> [ASSIGNED TASK] Identify each line below that contains the word "Cancelled", and copy it out.

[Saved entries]

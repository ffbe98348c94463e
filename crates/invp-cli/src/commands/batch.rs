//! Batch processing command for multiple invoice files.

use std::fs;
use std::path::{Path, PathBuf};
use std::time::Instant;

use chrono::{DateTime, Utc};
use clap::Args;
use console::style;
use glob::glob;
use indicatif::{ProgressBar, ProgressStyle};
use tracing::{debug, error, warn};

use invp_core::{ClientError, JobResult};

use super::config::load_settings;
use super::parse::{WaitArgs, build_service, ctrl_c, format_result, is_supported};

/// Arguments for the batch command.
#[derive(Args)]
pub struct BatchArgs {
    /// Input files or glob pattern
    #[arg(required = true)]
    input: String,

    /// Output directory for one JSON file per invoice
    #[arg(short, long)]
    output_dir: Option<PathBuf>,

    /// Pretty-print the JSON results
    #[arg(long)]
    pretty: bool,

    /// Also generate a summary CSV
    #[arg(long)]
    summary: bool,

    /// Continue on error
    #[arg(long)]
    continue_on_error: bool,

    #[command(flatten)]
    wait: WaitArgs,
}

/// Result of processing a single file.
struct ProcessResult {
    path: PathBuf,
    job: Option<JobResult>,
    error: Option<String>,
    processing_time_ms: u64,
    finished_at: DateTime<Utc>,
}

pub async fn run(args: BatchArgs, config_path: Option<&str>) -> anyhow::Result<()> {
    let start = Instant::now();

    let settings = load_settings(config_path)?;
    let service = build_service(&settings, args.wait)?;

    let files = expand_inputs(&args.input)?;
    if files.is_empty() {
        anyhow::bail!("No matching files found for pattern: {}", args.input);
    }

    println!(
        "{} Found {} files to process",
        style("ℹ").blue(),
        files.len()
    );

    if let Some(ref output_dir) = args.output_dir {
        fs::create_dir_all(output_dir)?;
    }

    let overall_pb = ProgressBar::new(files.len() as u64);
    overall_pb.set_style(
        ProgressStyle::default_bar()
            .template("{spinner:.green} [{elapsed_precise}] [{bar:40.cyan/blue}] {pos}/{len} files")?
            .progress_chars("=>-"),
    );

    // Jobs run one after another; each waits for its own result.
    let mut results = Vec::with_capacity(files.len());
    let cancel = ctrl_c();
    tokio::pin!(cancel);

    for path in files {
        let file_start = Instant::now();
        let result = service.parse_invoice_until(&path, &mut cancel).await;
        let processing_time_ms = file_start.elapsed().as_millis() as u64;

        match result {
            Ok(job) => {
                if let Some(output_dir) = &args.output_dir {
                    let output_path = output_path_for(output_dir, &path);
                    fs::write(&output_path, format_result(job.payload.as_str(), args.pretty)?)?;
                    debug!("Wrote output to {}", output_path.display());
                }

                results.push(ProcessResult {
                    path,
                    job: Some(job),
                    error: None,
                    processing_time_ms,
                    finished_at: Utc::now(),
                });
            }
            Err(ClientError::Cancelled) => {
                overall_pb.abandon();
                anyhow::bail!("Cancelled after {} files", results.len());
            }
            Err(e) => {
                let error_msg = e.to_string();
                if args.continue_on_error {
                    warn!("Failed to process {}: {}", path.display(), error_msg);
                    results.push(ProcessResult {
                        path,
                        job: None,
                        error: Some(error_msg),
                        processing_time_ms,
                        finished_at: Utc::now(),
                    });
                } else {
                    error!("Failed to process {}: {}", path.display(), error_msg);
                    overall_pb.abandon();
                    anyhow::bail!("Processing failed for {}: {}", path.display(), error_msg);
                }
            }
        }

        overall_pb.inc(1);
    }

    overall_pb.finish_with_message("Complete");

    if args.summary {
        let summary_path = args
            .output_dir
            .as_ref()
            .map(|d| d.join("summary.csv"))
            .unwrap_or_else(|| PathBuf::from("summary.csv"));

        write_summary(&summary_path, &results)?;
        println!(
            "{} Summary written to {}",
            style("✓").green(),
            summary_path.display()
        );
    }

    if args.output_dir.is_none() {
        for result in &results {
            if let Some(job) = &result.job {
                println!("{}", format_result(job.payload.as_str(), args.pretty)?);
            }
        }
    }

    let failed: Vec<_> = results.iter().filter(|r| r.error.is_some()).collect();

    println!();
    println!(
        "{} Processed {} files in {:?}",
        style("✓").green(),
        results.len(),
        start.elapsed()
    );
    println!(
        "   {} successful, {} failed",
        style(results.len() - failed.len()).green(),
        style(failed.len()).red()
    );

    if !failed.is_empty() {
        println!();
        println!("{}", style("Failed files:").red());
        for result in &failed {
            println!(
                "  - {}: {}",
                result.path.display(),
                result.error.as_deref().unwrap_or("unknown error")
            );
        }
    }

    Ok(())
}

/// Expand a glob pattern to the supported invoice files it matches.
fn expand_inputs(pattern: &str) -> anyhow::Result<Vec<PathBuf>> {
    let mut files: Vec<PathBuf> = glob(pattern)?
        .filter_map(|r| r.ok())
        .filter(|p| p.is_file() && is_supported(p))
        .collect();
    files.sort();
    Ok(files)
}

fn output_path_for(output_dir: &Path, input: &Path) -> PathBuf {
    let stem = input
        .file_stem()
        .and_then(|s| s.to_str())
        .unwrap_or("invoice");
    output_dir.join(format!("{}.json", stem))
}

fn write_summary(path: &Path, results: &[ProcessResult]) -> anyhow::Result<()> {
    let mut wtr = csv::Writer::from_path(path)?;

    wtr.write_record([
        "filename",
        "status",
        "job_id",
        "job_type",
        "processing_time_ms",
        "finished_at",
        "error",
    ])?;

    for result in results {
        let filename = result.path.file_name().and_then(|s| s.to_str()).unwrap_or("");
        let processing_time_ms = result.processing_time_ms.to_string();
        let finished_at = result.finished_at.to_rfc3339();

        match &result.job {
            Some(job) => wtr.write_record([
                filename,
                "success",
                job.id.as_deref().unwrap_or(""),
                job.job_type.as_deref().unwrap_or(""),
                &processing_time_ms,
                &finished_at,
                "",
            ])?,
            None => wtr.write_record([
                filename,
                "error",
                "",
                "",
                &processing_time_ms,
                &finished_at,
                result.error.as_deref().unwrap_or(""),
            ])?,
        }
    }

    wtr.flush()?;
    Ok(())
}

> [SOLUTION TO THIS TASK]
            Err(ClientError::Cancelled) => {
                anyhow::bail!("Cancelled after {} files", results.len());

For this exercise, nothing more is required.